As I shared in my last post, my mountain is Family. I feel that my assignment is to share with Spirit-filled people – mothers especially – how important it is to make your family your primary ministry. And I consider homeschooling a very important part of intentionally building a strong, close-knit family.
By keeping your children at home you protect them from:
false teaching that fills public schools
demonic attacks that occur outside of your home and that you are unaware of unless your child is able to tell you about them
negative peer pressure
scrutiny, criticism, and possession by the school administration
Benefits of homeschooling your children:
You have more time with your children when you have them at home with you every day.

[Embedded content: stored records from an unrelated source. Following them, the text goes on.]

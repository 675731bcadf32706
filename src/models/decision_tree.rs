//! Binary classification tree (CART, Gini impurity)
//!
//! Nodes live in a flat arena and the tree is grown with an explicit work
//! stack, so unbounded depth cannot overflow the call stack.

use super::ModelError;
use ndarray::{ArrayView1, ArrayView2};
use rand::seq::SliceRandom;
use rand::SeedableRng;
use rand_chacha::ChaCha8Rng;
use serde::{Deserialize, Serialize};

/// Decision tree configuration
#[derive(Debug, Clone, Serialize, Deserialize)]
pub struct TreeConfig {
    /// Maximum depth of tree (None = grow until pure)
    pub max_depth: Option<usize>,
    /// Minimum samples required to split
    pub min_samples_split: usize,
    /// Minimum samples in leaf node
    pub min_samples_leaf: usize,
    /// Maximum features to consider for split (None = all)
    pub max_features: Option<usize>,
    /// Random seed for reproducibility
    pub seed: u64,
}

impl Default for TreeConfig {
    fn default() -> Self {
        Self {
            max_depth: None,
            min_samples_split: 2,
            min_samples_leaf: 1,
            max_features: None,
            seed: 42,
        }
    }
}

/// Tree node
#[derive(Debug, Clone, Serialize, Deserialize)]
pub struct TreeNode {
    /// Feature index for split
    pub feature_idx: Option<usize>,
    /// Samples with `x[feature] <= threshold` go left
    pub threshold: Option<f64>,
    /// Fraction of positive samples reaching this node
    pub value: f64,
    /// Number of samples in this node
    pub n_samples: usize,
    /// Arena index of the left child
    pub left: Option<usize>,
    /// Arena index of the right child
    pub right: Option<usize>,
    /// Gini impurity at this node
    pub impurity: f64,
}

impl TreeNode {
    fn leaf(value: f64, n_samples: usize, impurity: f64) -> Self {
        Self {
            feature_idx: None,
            threshold: None,
            value,
            n_samples,
            left: None,
            right: None,
            impurity,
        }
    }

    pub fn is_leaf(&self) -> bool {
        self.left.is_none() && self.right.is_none()
    }
}

struct BestSplit {
    feature: usize,
    threshold: f64,
    gain: f64,
}

/// Decision Tree model
#[derive(Debug, Clone, Serialize, Deserialize)]
pub struct DecisionTree {
    config: TreeConfig,
    nodes: Vec<TreeNode>,
    n_features: usize,
}

impl DecisionTree {
    /// Create a new decision tree with config
    pub fn new(config: TreeConfig) -> Self {
        Self {
            config,
            nodes: Vec::new(),
            n_features: 0,
        }
    }

    /// Fit on the rows of `x` named by `sample_indices`
    ///
    /// Indices may repeat, which is how bootstrap samples are passed in
    /// without copying rows. Targets are `0.0` or `1.0`.
    pub fn fit(&mut self, x: ArrayView2<f64>, y: ArrayView1<f64>, sample_indices: &[usize]) -> Result<(), ModelError> {
        if !self.nodes.is_empty() {
            return Err(ModelError::AlreadyFitted);
        }
        if sample_indices.is_empty() {
            return Err(ModelError::EmptyTrainingData);
        }
        if x.nrows() != y.len() {
            return Err(ModelError::DimensionMismatch {
                expected: x.nrows(),
                got: y.len(),
            });
        }

        self.n_features = x.ncols();
        let mut rng = ChaCha8Rng::seed_from_u64(self.config.seed);

        let root_indices = sample_indices.to_vec();
        let root = self.push_leaf(&y, &root_indices);
        let mut stack = vec![(root, root_indices, 0usize)];

        while let Some((node_id, indices, depth)) = stack.pop() {
            let node = &self.nodes[node_id];
            let depth_reached = self.config.max_depth.is_some_and(|d| depth >= d);
            if depth_reached || node.impurity == 0.0 || indices.len() < self.config.min_samples_split {
                continue;
            }

            let Some(split) = self.find_best_split(&x, &y, &indices, &mut rng) else {
                continue;
            };

            let (left_idx, right_idx): (Vec<usize>, Vec<usize>) = indices
                .iter()
                .partition(|&&i| x[[i, split.feature]] <= split.threshold);

            let left = self.push_leaf(&y, &left_idx);
            let right = self.push_leaf(&y, &right_idx);

            let node = &mut self.nodes[node_id];
            node.feature_idx = Some(split.feature);
            node.threshold = Some(split.threshold);
            node.left = Some(left);
            node.right = Some(right);

            stack.push((right, right_idx, depth + 1));
            stack.push((left, left_idx, depth + 1));
        }

        Ok(())
    }

    fn push_leaf(&mut self, y: &ArrayView1<f64>, indices: &[usize]) -> usize {
        let n = indices.len();
        let positives = indices.iter().filter(|&&i| y[i] >= 0.5).count();
        let p = if n > 0 { positives as f64 / n as f64 } else { 0.0 };
        self.nodes.push(TreeNode::leaf(p, n, gini(p)));
        self.nodes.len() - 1
    }

    /// Scan each candidate feature in sorted order for the best Gini gain
    ///
    /// A split with zero gain is still taken when it is the best available,
    /// so patterns like XOR can be separated deeper down.
    fn find_best_split(
        &self,
        x: &ArrayView2<f64>,
        y: &ArrayView1<f64>,
        indices: &[usize],
        rng: &mut ChaCha8Rng,
    ) -> Option<BestSplit> {
        let n = indices.len();
        let min_leaf = self.config.min_samples_leaf.max(1);
        let total_pos = indices.iter().filter(|&&i| y[i] >= 0.5).count();
        let parent_impurity = gini(total_pos as f64 / n as f64);

        let mut features: Vec<usize> = (0..self.n_features).collect();
        features.shuffle(rng);
        let k = self.config.max_features.unwrap_or(self.n_features).clamp(1, self.n_features.max(1));
        features.truncate(k);

        let mut best: Option<BestSplit> = None;
        let mut sorted = indices.to_vec();

        for &feature in &features {
            sorted.sort_unstable_by(|&a, &b| x[[a, feature]].total_cmp(&x[[b, feature]]));

            let mut left_pos = 0usize;
            for pos in 0..n - 1 {
                if y[sorted[pos]] >= 0.5 {
                    left_pos += 1;
                }
                let left_n = pos + 1;
                let right_n = n - left_n;
                if left_n < min_leaf || right_n < min_leaf {
                    continue;
                }

                let current = x[[sorted[pos], feature]];
                let next = x[[sorted[pos + 1], feature]];
                if current >= next {
                    continue;
                }

                let left_gini = gini(left_pos as f64 / left_n as f64);
                let right_gini = gini((total_pos - left_pos) as f64 / right_n as f64);
                let weighted = (left_n as f64 * left_gini + right_n as f64 * right_gini) / n as f64;
                let gain = parent_impurity - weighted;

                if gain > best.as_ref().map_or(f64::NEG_INFINITY, |b| b.gain) {
                    let mut threshold = (current + next) / 2.0;
                    if threshold >= next {
                        threshold = current;
                    }
                    best = Some(BestSplit {
                        feature,
                        threshold,
                        gain,
                    });
                }
            }
        }

        best
    }

    /// Positive-class fraction of the leaf reached by `features`
    pub fn predict_proba_one(&self, features: ArrayView1<f64>) -> Result<f64, ModelError> {
        if self.nodes.is_empty() {
            return Err(ModelError::NotFitted);
        }
        if features.len() != self.n_features {
            return Err(ModelError::DimensionMismatch {
                expected: self.n_features,
                got: features.len(),
            });
        }

        let mut node = &self.nodes[0];
        while let (Some(feature), Some(threshold), Some(left), Some(right)) =
            (node.feature_idx, node.threshold, node.left, node.right)
        {
            node = if features[feature] <= threshold {
                &self.nodes[left]
            } else {
                &self.nodes[right]
            };
        }
        Ok(node.value)
    }

    pub fn nodes(&self) -> &[TreeNode] {
        &self.nodes
    }

    pub fn n_leaves(&self) -> usize {
        self.nodes.iter().filter(|n| n.is_leaf()).count()
    }

    /// Depth counted in edges from the root
    pub fn depth(&self) -> usize {
        let mut max_depth = 0;
        let mut stack = vec![(0usize, 0usize)];
        while let Some((id, depth)) = stack.pop() {
            let Some(node) = self.nodes.get(id) else {
                continue;
            };
            max_depth = max_depth.max(depth);
            if let (Some(l), Some(r)) = (node.left, node.right) {
                stack.push((l, depth + 1));
                stack.push((r, depth + 1));
            }
        }
        max_depth
    }
}

/// Binary Gini impurity from the positive fraction
fn gini(p: f64) -> f64 {
    2.0 * p * (1.0 - p)
}

#[cfg(test)]
mod tests {
    use super::*;
    use ndarray::{array, Array1, Array2};

    fn xor_like() -> (Array2<f64>, Array1<f64>) {
        let x = array![
            [0.0, 0.0],
            [0.0, 1.0],
            [1.0, 0.0],
            [1.0, 1.0],
            [0.1, 0.1],
            [0.1, 0.9],
            [0.9, 0.1],
            [0.9, 0.9],
        ];
        let y = array![0.0, 1.0, 1.0, 0.0, 0.0, 1.0, 1.0, 0.0];
        (x, y)
    }

    #[test]
    fn test_unbounded_tree_fits_training_data() {
        let (x, y) = xor_like();
        let indices: Vec<usize> = (0..x.nrows()).collect();
        let mut tree = DecisionTree::new(TreeConfig::default());
        tree.fit(x.view(), y.view(), &indices).unwrap();

        for (row, &target) in x.rows().into_iter().zip(y.iter()) {
            assert_eq!(tree.predict_proba_one(row).unwrap(), target);
        }
        assert!(tree.n_leaves() >= 4);
    }

    #[test]
    fn test_max_depth_respected() {
        let (x, y) = xor_like();
        let indices: Vec<usize> = (0..x.nrows()).collect();
        let mut tree = DecisionTree::new(TreeConfig {
            max_depth: Some(1),
            ..Default::default()
        });
        tree.fit(x.view(), y.view(), &indices).unwrap();

        assert!(tree.depth() <= 1);
    }

    #[test]
    fn test_pure_node_is_leaf() {
        let x = array![[1.0], [2.0], [3.0]];
        let y = array![1.0, 1.0, 1.0];
        let mut tree = DecisionTree::new(TreeConfig::default());
        tree.fit(x.view(), y.view(), &[0, 1, 2]).unwrap();

        assert_eq!(tree.nodes().len(), 1);
        assert_eq!(tree.predict_proba_one(array![5.0].view()).unwrap(), 1.0);
    }

    #[test]
    fn test_repeated_indices() {
        let x = array![[0.0], [1.0]];
        let y = array![0.0, 1.0];
        let mut tree = DecisionTree::new(TreeConfig::default());
        tree.fit(x.view(), y.view(), &[0, 0, 0, 1]).unwrap();

        assert_eq!(tree.nodes()[0].n_samples, 4);
        assert_eq!(tree.predict_proba_one(array![0.0].view()).unwrap(), 0.0);
        assert_eq!(tree.predict_proba_one(array![1.0].view()).unwrap(), 1.0);
    }

    #[test]
    fn test_errors() {
        let (x, y) = xor_like();
        let mut tree = DecisionTree::new(TreeConfig::default());
        assert!(matches!(tree.predict_proba_one(x.row(0)), Err(ModelError::NotFitted)));
        assert!(matches!(
            tree.fit(x.view(), y.view(), &[]),
            Err(ModelError::EmptyTrainingData)
        ));

        tree.fit(x.view(), y.view(), &[0, 1, 2, 3]).unwrap();
        assert!(matches!(
            tree.predict_proba_one(array![1.0].view()),
            Err(ModelError::DimensionMismatch { expected: 2, got: 1 })
        ));
        assert!(matches!(
            tree.fit(x.view(), y.view(), &[0, 1]),
            Err(ModelError::AlreadyFitted)
        ));
    }
}
//! ROC curve and area under it

use ndarray::Array1;
use serde::Serialize;

/// ROC curve points ordered by decreasing threshold
///
/// The first point is always `(0, 0)` at threshold `+inf`. Samples with
/// tied scores enter the curve together as one point.
#[derive(Debug, Clone, PartialEq, Serialize)]
pub struct RocCurve {
    pub fpr: Vec<f64>,
    pub tpr: Vec<f64>,
    pub thresholds: Vec<f64>,
}

impl RocCurve {
    /// Build from true targets and positive-class scores
    ///
    /// Returns `None` when `y_true` holds a single class, since one of the
    /// rates is then undefined, or when any score is not finite.
    pub fn compute(y_true: &Array1<f64>, scores: &Array1<f64>) -> Option<Self> {
        let mut pairs: Vec<(f64, bool)> = scores
            .iter()
            .zip(y_true.iter())
            .map(|(&s, &t)| (s, t >= 0.5))
            .collect();

        if pairs.iter().any(|(s, _)| !s.is_finite()) {
            return None;
        }

        let n_pos = pairs.iter().filter(|(_, t)| *t).count() as f64;
        let n_neg = pairs.len() as f64 - n_pos;
        if n_pos == 0.0 || n_neg == 0.0 {
            return None;
        }

        pairs.sort_by(|a, b| b.0.total_cmp(&a.0));

        let mut fpr = vec![0.0];
        let mut tpr = vec![0.0];
        let mut thresholds = vec![f64::INFINITY];

        let mut tp = 0.0;
        let mut fp = 0.0;
        let mut i = 0;
        while i < pairs.len() {
            let score = pairs[i].0;
            while i < pairs.len() && pairs[i].0.total_cmp(&score).is_eq() {
                if pairs[i].1 {
                    tp += 1.0;
                } else {
                    fp += 1.0;
                }
                i += 1;
            }

            fpr.push(fp / n_neg);
            tpr.push(tp / n_pos);
            thresholds.push(score);
        }

        Some(Self { fpr, tpr, thresholds })
    }

    pub fn len(&self) -> usize {
        self.fpr.len()
    }

    pub fn is_empty(&self) -> bool {
        self.fpr.is_empty()
    }

    /// Trapezoidal area under the curve
    pub fn auc(&self) -> f64 {
        self.fpr
            .windows(2)
            .zip(self.tpr.windows(2))
            .map(|(f, t)| (f[1] - f[0]) * (t[1] + t[0]) / 2.0)
            .sum()
    }
}
//! Text normalizer
//!
//! Turns raw title and body text into a canonical string of lowercase
//! ASCII letters separated by single spaces.

use regex::Regex;
use std::sync::LazyLock;

/// `http`, `https`, `ftp` or `www.` links through the next whitespace
static URL_REGEX: LazyLock<Regex> =
    LazyLock::new(|| Regex::new(r"(?:https?|ftp)://\S*|www\.\S*").unwrap());
static NON_LETTER_REGEX: LazyLock<Regex> = LazyLock::new(|| Regex::new(r"[^a-z\s]").unwrap());

/// Normalize a title and body as one document
pub fn normalize(title: &str, content: &str) -> String {
    let mut text = String::with_capacity(title.len() + content.len() + 1);
    text.push_str(title);
    text.push(' ');
    text.push_str(content);
    normalize_text(&text)
}

/// Normalize a single string
pub fn normalize_text(text: &str) -> String {
    let lowered = text.to_lowercase();
    let without_urls = URL_REGEX.replace_all(&lowered, " ");
    let letters_only = NON_LETTER_REGEX.replace_all(&without_urls, "");

    letters_only.split_whitespace().collect::<Vec<_>>().join(" ")
}

/// Length signals of a normalized text
#[derive(Debug, Clone, Copy, PartialEq, Eq, Default)]
pub struct TextStats {
    pub word_count: usize,
    pub char_count: usize,
}

impl TextStats {
    pub fn of(normalized: &str) -> Self {
        Self {
            word_count: normalized.split_whitespace().count(),
            char_count: normalized.chars().count(),
        }
    }
}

teach them the ways of the Lord
train them to have good character
pray for them whenever they need it
teach them to pray continually
teach them to operate in the gifts of the Spirit
teach them to do everything out of love for others
build a family culture and identity based on putting Jesus first in your lives
prophesy over them and help them find God’s will for their lives
get to know them better as you spend more time with them
help them discover their passions and interests, gifts and talents as you draw them close to your heart
moderate the kinds of media they indulge in and the kinds of people they interact with
they will learn how to relate to those outside of their own peer group
When our family left Ohio, we traveled across the country, looking for a place to stop and settle. It took several months before we finally landed in Kansas City, Missouri. When we were settled in and ready to start school again, I asked each child what they wanted to study. Shawn (my oldest) was about 15 years old and said he wanted to study his Bible. I was, naturally, rather surprised.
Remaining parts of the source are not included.